Philosophical reflection on infinity leads to inevitable conclusions about the nature of reality and the existence of a powerful personal creator
As regular viewers, listeners, and readers of Premier Unbelievable well know, some much-debated topics within the field of philosophy are: whether or not there is a God, if we can prove this using philosophical reasoning, and, assuming we can, how much are we actually able to discern about this cosmic deity. This process of thinking and making logical deductions about God without the need for “revelation” is called Natural Theology: using ‘God given’ powers of reasoning to learn about, or determine the existence of, a divine creator. This field is, depending on who you ask, the greatest ally or greatest enemy of so called “revealed theology,” information about God given to us from God himself. One’s personal beliefs concerning God will largely determine opinions about these two fields of study, however they are both rich historical tapestries of great scholarship, and, as we shall soon see, not as mutually exclusive as one may think.
It is my intent in this article to discuss a small fraction of these subjects, namely Dr William Lane Craig’s take on the “Kalam Cosmological Argument,” and its surprising use of Zeno and the rejection of actual infinites (the possibility of something of an infinite nature to actually exist).
The pre-Socratic Greek philosopher Zeno came up with an often-misunderstood thought experiment to learn about the nature of infinity. Does infinity exist? Is it impossible? What are the consequences of infinity? Confusingly, Zeno begins this train of thought by thinking about motion. Even more confusingly, the logical conclusions he comes to have far reaching universal and theological consequences.
This is Zeno’s hypothesis:
The legendary hero Achilles has agreed to race a common tortoise. Knowing his speed and stamina to be greater than that of any tortoise, Achilles agrees to give the tortoise a head start. Now the paradox begins. Achilles’ goal is to overtake the tortoise, however, to do so, he must first travel the distance the tortoise has moved while he was still. However, this time, the tortoise has moved forwards. Now Achilles must travel that distance, and yet the tortoise has moved forwards. It is Zeno’s logical conclusion that Achilles will never overtake the tortoise, because, to do so, he must overcome an infinite series of incremental advances by the tortoise.

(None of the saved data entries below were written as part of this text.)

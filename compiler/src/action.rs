//! Actions, the ordered tables that attach them to transitions and states,
//! and the priority tables used to resolve competing transitions.

use std::cmp::Ordering;

/// An index into the action registry of a compile context.
#[derive(Debug, Clone, Copy, PartialEq, Eq, Hash, PartialOrd, Ord)]
pub struct ActionId(u32);

impl ActionId {
    pub fn as_u32(&self) -> u32 {
        self.0
    }

    pub fn as_usize(&self) -> usize {
        self.0 as usize
    }
}

impl From<u32> for ActionId {
    fn from(id: u32) -> Self {
        Self(id)
    }
}

impl std::fmt::Display for ActionId {
    fn fmt(&self, f: &mut std::fmt::Formatter<'_>) -> std::fmt::Result {
        write!(f, "a{}", self.0)
    }
}

/// An opaque unit of target code. The engine only ever compares actions by
/// id.
#[derive(Debug, Clone, PartialEq, Eq)]
pub struct Action {
    id: ActionId,
    name: String,
    condition: bool,
}

impl Action {
    pub(crate) fn new(id: ActionId, name: String, condition: bool) -> Self {
        Self {
            id,
            name,
            condition,
        }
    }

    pub fn id(&self) -> ActionId {
        self.id
    }

    pub fn name(&self) -> &str {
        &self.name
    }

    /// Returns true if the action is a boolean test used to build condition
    /// spaces rather than code run on a transition.
    pub fn is_condition(&self) -> bool {
        self.condition
    }
}

/// An ordered multiset of `(ordering, action)` pairs.
///
/// The same action may appear more than once under different orderings,
/// representing distinct embeddings of it. Inserting an exact pair that is
/// already present is a no-op, which keeps the union of a table with itself
/// stable.
#[derive(Debug, Clone, Default, PartialEq, Eq, Hash, PartialOrd, Ord)]
pub struct ActionTable {
    entries: Vec<(i32, ActionId)>,
}

impl ActionTable {
    pub fn new() -> Self {
        Self::default()
    }

    pub fn len(&self) -> usize {
        self.entries.len()
    }

    pub fn is_empty(&self) -> bool {
        self.entries.is_empty()
    }

    /// Iterates the `(ordering, action)` pairs in execution order.
    pub fn iter(&self) -> impl Iterator<Item = &(i32, ActionId)> + '_ {
        self.entries.iter()
    }

    /// Iterates only the actions, in execution order.
    pub fn actions(&self) -> impl Iterator<Item = ActionId> + '_ {
        self.entries.iter().map(|(_, action)| *action)
    }

    pub fn has_action(&self, action: ActionId) -> bool {
        self.entries.iter().any(|(_, a)| *a == action)
    }

    pub fn set_action(&mut self, ordering: i32, action: ActionId) {
        let entry = (ordering, action);
        if let Err(pos) = self.entries.binary_search(&entry) {
            self.entries.insert(pos, entry);
        }
    }

    /// Unions `other` into this table.
    pub fn set_actions(&mut self, other: &ActionTable) {
        for &(ordering, action) in other.entries.iter() {
            self.set_action(ordering, action);
        }
    }

    pub fn clear(&mut self) {
        self.entries.clear();
    }
}

impl FromIterator<(i32, ActionId)> for ActionTable {
    fn from_iter<T: IntoIterator<Item = (i32, ActionId)>>(iter: T) -> Self {
        let mut table = ActionTable::new();
        for (ordering, action) in iter {
            table.set_action(ordering, action);
        }
        table
    }
}

/// An index into the priority descriptor registry of a compile context.
#[derive(Debug, Clone, Copy, PartialEq, Eq, Hash, PartialOrd, Ord)]
pub struct PriorDescId(u32);

impl PriorDescId {
    pub fn as_usize(&self) -> usize {
        self.0 as usize
    }
}

impl From<u32> for PriorDescId {
    fn from(id: u32) -> Self {
        Self(id)
    }
}

/// A priority assignment. Only descriptors sharing a `key` are ever compared
/// against each other.
#[derive(Debug, Clone, Copy, PartialEq, Eq, Hash)]
pub struct PriorDesc {
    pub key: u32,
    pub priority: i32,
    /// Set when the assignment must not silently lose to an unprioritized
    /// transition.
    pub guard: Option<u32>,
}

/// A single priority table entry. The descriptor's fields are carried inline
/// so tables can be compared without access to the registry.
#[derive(Debug, Clone, Copy, PartialEq, Eq, Hash, PartialOrd, Ord)]
pub struct PriorEl {
    pub ordering: i32,
    pub desc: PriorDescId,
    pub priority: i32,
    pub guard: Option<u32>,
}

/// The outcome of comparing two priority tables.
#[derive(Debug, Clone, Copy, PartialEq, Eq)]
pub struct PriorCompare {
    pub ordering: Ordering,
    /// The first guard found on one side with nothing to compare against on
    /// the other.
    pub interaction: Option<u32>,
}

/// Maps a priority key to the most recently embedded descriptor for it.
#[derive(Debug, Clone, Default, PartialEq, Eq, Hash, PartialOrd, Ord)]
pub struct PriorityTable {
    entries: Vec<(u32, PriorEl)>,
}

impl PriorityTable {
    pub fn new() -> Self {
        Self::default()
    }

    pub fn is_empty(&self) -> bool {
        self.entries.is_empty()
    }

    pub fn len(&self) -> usize {
        self.entries.len()
    }

    pub fn iter(&self) -> impl Iterator<Item = &(u32, PriorEl)> + '_ {
        self.entries.iter()
    }

    pub fn get(&self, key: u32) -> Option<&PriorEl> {
        self.entries
            .binary_search_by_key(&key, |(k, _)| *k)
            .ok()
            .map(|idx| &self.entries[idx].1)
    }

    /// Sets the priority for the descriptor's key. An existing entry is only
    /// replaced by one embedded at the same or a later ordering.
    pub fn set_prior(&mut self, ordering: i32, id: PriorDescId, desc: &PriorDesc) {
        let el = PriorEl {
            ordering,
            desc: id,
            priority: desc.priority,
            guard: desc.guard,
        };
        self.set_el(desc.key, el);
    }

    pub fn set_priors(&mut self, other: &PriorityTable) {
        for &(key, el) in other.entries.iter() {
            self.set_el(key, el);
        }
    }

    fn set_el(&mut self, key: u32, el: PriorEl) {
        match self.entries.binary_search_by_key(&key, |(k, _)| *k) {
            Ok(idx) => {
                if self.entries[idx].1.ordering <= el.ordering {
                    self.entries[idx].1 = el;
                }
            }
            Err(idx) => self.entries.insert(idx, (key, el)),
        }
    }

    /// Compares two tables key by key. The first shared key with differing
    /// priorities decides; keys present on only one side carry no
    /// preference, but a guarded one is reported as an interaction when
    /// `check_guards` is set.
    pub fn compare(&self, other: &PriorityTable, check_guards: bool) -> PriorCompare {
        let mut interaction = None;
        let note = |interaction: &mut Option<u32>, el: &PriorEl| {
            if check_guards && interaction.is_none() {
                *interaction = el.guard;
            }
        };

        let (mut i, mut j) = (0, 0);
        while i < self.entries.len() && j < other.entries.len() {
            let (k1, el1) = &self.entries[i];
            let (k2, el2) = &other.entries[j];
            match k1.cmp(k2) {
                Ordering::Less => {
                    note(&mut interaction, el1);
                    i += 1;
                }
                Ordering::Greater => {
                    note(&mut interaction, el2);
                    j += 1;
                }
                Ordering::Equal => {
                    match el1.priority.cmp(&el2.priority) {
                        Ordering::Equal => {}
                        ordering => {
                            return PriorCompare {
                                ordering,
                                interaction,
                            }
                        }
                    }
                    i += 1;
                    j += 1;
                }
            }
        }
        for (_, el) in self.entries[i..].iter().chain(other.entries[j..].iter()) {
            note(&mut interaction, el);
        }

        PriorCompare {
            ordering: Ordering::Equal,
            interaction,
        }
    }
}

This was Zeno’s illustration, but without an overtime shift at the brain factory, it’s fairly difficult to understand what this has to do with anything other than bizarre antiquarian sports. I find it easier to understand when the tortoise is removed from the picture.
Achilles is running from point 0 to point 1. However, to reach point 1, he must first reach point 0.5, halfway. Yet, he cannot reach point 0.5 without reaching point 0.05, the next halfway point, and so on and so forth, navigating an infinitely divisible sequence of halfway points, each more minute and more annoying than the last. This is the clearest iteration of the paradox, how can movement through an infinite sequence happen to reach a finite goal. Zeno’s illustration is mathematically and logically sound, yet renders any movement impossible. How can this be?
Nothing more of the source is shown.